Stored data entries
■ ■ ■ ■ ■

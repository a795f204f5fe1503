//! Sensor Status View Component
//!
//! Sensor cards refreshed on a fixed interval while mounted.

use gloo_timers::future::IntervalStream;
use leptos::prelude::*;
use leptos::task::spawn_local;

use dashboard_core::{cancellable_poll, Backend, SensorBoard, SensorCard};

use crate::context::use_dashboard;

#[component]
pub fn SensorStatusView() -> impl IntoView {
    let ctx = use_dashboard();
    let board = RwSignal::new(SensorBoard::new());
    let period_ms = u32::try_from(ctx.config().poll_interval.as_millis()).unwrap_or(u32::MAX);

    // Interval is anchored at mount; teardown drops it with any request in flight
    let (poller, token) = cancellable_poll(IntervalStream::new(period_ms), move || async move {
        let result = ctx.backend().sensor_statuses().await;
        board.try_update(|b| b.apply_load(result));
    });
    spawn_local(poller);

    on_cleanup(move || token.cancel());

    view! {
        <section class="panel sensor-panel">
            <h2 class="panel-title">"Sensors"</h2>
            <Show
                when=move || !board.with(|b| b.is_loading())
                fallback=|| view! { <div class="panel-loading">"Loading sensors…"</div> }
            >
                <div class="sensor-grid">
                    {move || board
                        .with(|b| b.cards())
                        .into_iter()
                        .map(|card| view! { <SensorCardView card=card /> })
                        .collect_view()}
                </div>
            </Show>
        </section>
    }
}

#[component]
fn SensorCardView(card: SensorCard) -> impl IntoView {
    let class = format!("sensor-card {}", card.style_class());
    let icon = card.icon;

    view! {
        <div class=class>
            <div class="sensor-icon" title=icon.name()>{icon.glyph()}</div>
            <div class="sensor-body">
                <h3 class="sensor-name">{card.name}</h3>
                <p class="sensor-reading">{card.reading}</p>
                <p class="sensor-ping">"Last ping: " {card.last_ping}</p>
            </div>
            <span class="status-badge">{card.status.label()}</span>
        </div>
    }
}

■ ■ ■ ■ ■

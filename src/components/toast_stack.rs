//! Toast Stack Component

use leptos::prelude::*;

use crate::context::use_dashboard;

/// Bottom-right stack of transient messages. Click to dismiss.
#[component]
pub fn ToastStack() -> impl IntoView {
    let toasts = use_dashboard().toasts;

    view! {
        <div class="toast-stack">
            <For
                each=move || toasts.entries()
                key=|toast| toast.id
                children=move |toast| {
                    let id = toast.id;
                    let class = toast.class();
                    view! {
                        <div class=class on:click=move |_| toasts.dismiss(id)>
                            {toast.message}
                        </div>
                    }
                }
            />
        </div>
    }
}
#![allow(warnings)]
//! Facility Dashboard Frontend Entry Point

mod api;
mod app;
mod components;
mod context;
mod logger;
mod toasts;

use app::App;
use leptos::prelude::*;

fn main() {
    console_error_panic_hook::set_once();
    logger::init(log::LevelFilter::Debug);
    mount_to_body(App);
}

■ ■ ■ ■ ■

Search the entries for the word "dismiss". Copy every line where it occurs.

- [SOLVED PROBLEM]
/// Bottom-right stack of transient messages. Click to dismiss.
                        <div class=class on:click=move |_| toasts.dismiss(id)>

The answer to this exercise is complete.